During the recent terrible escalation of violence between Israel and Palestine, for example, attention was – rightly – focused on the direct political causes of the conflict.

But, as a new report highlights, the Middle East is one of the regions in the world where climate change poses an increasing challenge to peace and security. As climate change worsens the region’s natural resource scarcity, already low levels of socio-ecological resilience diminish and existing grievances over resource allocation increase, along with social tensions and political conflicts. This poses yet another hurdle to resolving one of the world’s most intractable conflicts.

More and more evidence points to the impacts of climate change on conflict dynamics around the world. Climate change disrupts where people live, what they can eat, and how they earn a living. In fragile contexts like Afghanistan, Mali and Sudan, this has had a clear impact on instability and violence.

The risks are not a future problem.
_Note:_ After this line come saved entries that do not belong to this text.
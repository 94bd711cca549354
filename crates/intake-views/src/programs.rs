// SPDX-License-Identifier: Apache-2.0

use crate::ProgramsView;
use intake_model::{ProgramRow, RowError};
use intake_store::{DocumentStore, StoreError};
use std::fmt::{Display, Formatter};
use tracing::{error, info};

pub const PROGRAMS_COLLECTION: &str = "Programs";

#[derive(Debug, Clone, PartialEq, Eq)]
#[non_exhaustive]
pub enum AggregateError {
    Store(StoreError),
    Row(RowError),
}

impl Display for AggregateError {
    fn fmt(&self, f: &mut Formatter<'_>) -> std::fmt::Result {
        match self {
            Self::Store(e) => write!(f, "{e}"),
            Self::Row(e) => write!(f, "{e}"),
        }
    }
}

impl std::error::Error for AggregateError {}

impl From<StoreError> for AggregateError {
    fn from(err: StoreError) -> Self {
        Self::Store(err)
    }
}

impl From<RowError> for AggregateError {
    fn from(err: RowError) -> Self {
        Self::Row(err)
    }
}

/// Normalizes every program document into a row with lower-cased status,
/// priority, and label. One document missing a required field aborts the
/// whole pass; there is no per-document fallback here.
pub async fn collect_programs(store: &dyn DocumentStore) -> Result<Vec<ProgramRow>, AggregateError> {
    let documents = store.read_collection(PROGRAMS_COLLECTION).await?;
    let mut rows = Vec::with_capacity(documents.len());
    for document in documents {
        rows.push(ProgramRow::from_fields(&document.id, &document.fields)?);
    }
    Ok(rows)
}

/// Runs one pass and publishes the result. On failure the previous snapshot
/// stays in place and the return value reports the pass as stale.
pub async fn refresh_programs(store: &dyn DocumentStore, view: &ProgramsView) -> bool {
    match collect_programs(store).await {
        Ok(rows) => {
            info!(rows = rows.len(), "programs view refreshed");
            view.set(rows);
            true
        }
        Err(e) => {
            error!("programs pass failed, keeping previous snapshot: {e}");
            false
        }
    }
}
//! Voice Recorder - record from the microphone, play it back, save it as WAV.
//!
//! Capture and playback go through cpal on the default devices; takes are kept
//! in memory as 16-bit mono chunks and exported with hound.

mod audio;
mod config;
mod console;
mod error;
mod session;
mod wav;

use std::io::IsTerminal;
use std::path::Path;
use std::sync::Arc;
use std::time::{Duration, Instant};

use anyhow::{Context, Result};
use tokio::signal;
use tracing::{error, info};
use tracing_subscriber::EnvFilter;
use tracing_subscriber::fmt::time::LocalTime;

use audio::{AudioBackend, CpalBackend};
use config::AppConfig;
use console::Console;
use console::theme::Theme;
use session::Recorder;

/// Wait for shutdown signal (Ctrl+C or SIGTERM).
async fn wait_for_shutdown() {
    tokio::select! {
        _ = signal::ctrl_c() => {
            info!("🛑 Received Ctrl+C, shutting down...");
        }
        _ = async {
            #[cfg(unix)]
            {
                match signal::unix::signal(signal::unix::SignalKind::terminate()) {
                    Ok(mut sigterm) => {
                        sigterm.recv().await;
                    }
                    Err(e) => {
                        error!("Failed to register SIGTERM handler: {}", e);
                        std::future::pending::<()>().await;
                    }
                }
            }
            #[cfg(not(unix))]
            {
                std::future::pending::<()>().await;
            }
        } => {
            info!("🛑 Received SIGTERM, shutting down...");
        }
    }
}

/// Record for a fixed time, save the take, and optionally play it back.
async fn run_one_shot(mut recorder: Recorder, output: &Path, seconds: f64, play_back: bool) -> Result<()> {
    let output = wav::with_wav_extension(output);
    let duration = Duration::from_secs_f64(seconds);

    recorder.start_recording().context("Failed to start recording")?;
    info!("🎤 Recording for {:.1}s...", seconds);

    let started = Instant::now();
    let mut tick = tokio::time::interval(Duration::from_millis(10));
    let shutdown = wait_for_shutdown();
    tokio::pin!(shutdown);

    while started.elapsed() < duration {
        tokio::select! {
            _ = tick.tick() => {
                recorder.poll().context("Recording failed")?;
            }
            _ = &mut shutdown => break,
        }
    }

    let take = recorder.stop_recording().context("Recording failed")?;
    info!("Recorded {:.2}s ({} chunks, {} bytes)", take.duration.as_secs_f64(), take.chunks, take.bytes);

    recorder.export(&output).with_context(|| format!("Failed to write {}", output.display()))?;
    println!("File saved as {}", wav::display_name(&output));

    if play_back {
        recorder.start_playback().context("Failed to start playback")?;
        info!("🔊 Playing back...");
        tokio::task::block_in_place(|| recorder.wait_playback()).context("Playback failed")?;
    }

    Ok(())
}

fn list_devices(backend: &dyn AudioBackend) -> Result<()> {
    let devices = backend.list_devices().context("Failed to list audio devices")?;
    for device in devices {
        let marker = if device.is_default { "*" } else { " " };
        println!("{} {:<6} {}", marker, device.direction.to_string(), device.name);
    }
    Ok(())
}

#[tokio::main]
async fn main() -> Result<()> {
    // Parse command line arguments
    let config = AppConfig::from_args();

    // Respect RUST_LOG env var, fallback to verbose flag, default to info
    let filter = EnvFilter::try_from_default_env()
        .or_else(|_| if config.verbose { EnvFilter::try_new("debug") } else { EnvFilter::try_new("info") })
        .context("Invalid log filter")?;

    tracing_subscriber::fmt()
        .with_env_filter(filter)
        .with_target(false)
        .with_writer(std::io::stderr)
        .with_timer(LocalTime::new(time::macros::format_description!("[hour]:[minute]:[second]")))
        .init();

    info!("🎙️  Voice Recorder v{}", env!("CARGO_PKG_VERSION"));

    if let Err(e) = config.validate() {
        error!("❌ Configuration error: {}", e);
        std::process::exit(1);
    }

    let backend: Arc<dyn AudioBackend> = Arc::new(CpalBackend);

    if config.list_devices {
        return list_devices(backend.as_ref());
    }

    config.log_config();
    let recorder = Recorder::new(backend, config.quality.sample_rate());

    // clap ties --output to --record-for
    if let (Some(seconds), Some(output)) = (config.record_for, config.output.as_deref()) {
        return run_one_shot(recorder, output, seconds, config.play_back).await;
    }

    let color = std::io::stdout().is_terminal();
    let console = Console::new(recorder, config.quality, Theme::from_dark(config.dark), config.output_dir.clone(), color);
    console.run(wait_for_shutdown()).await?;

    info!("✅ Voice recorder stopped");
    Ok(())
}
They are already here and projected to get worse. By 2050, climate change is estimated to create up to 86 million internal migrants in Sub-Saharan Africa, most of whom will move to already resource stressed locations. Increased competition for resources, some of which will dwindle further due to the effects of climate change, risks creating conflict and undermining social balances within and between communities.

However, the solution is not simply to bring in the heavy artillery. These hard security problems require soft security responses that recognize the climate-related root causes of the conflict – things like unequal access to natural resources like land, or ineffectual governance. Failure to consider these climate-related security risks can make conflict dynamics worse.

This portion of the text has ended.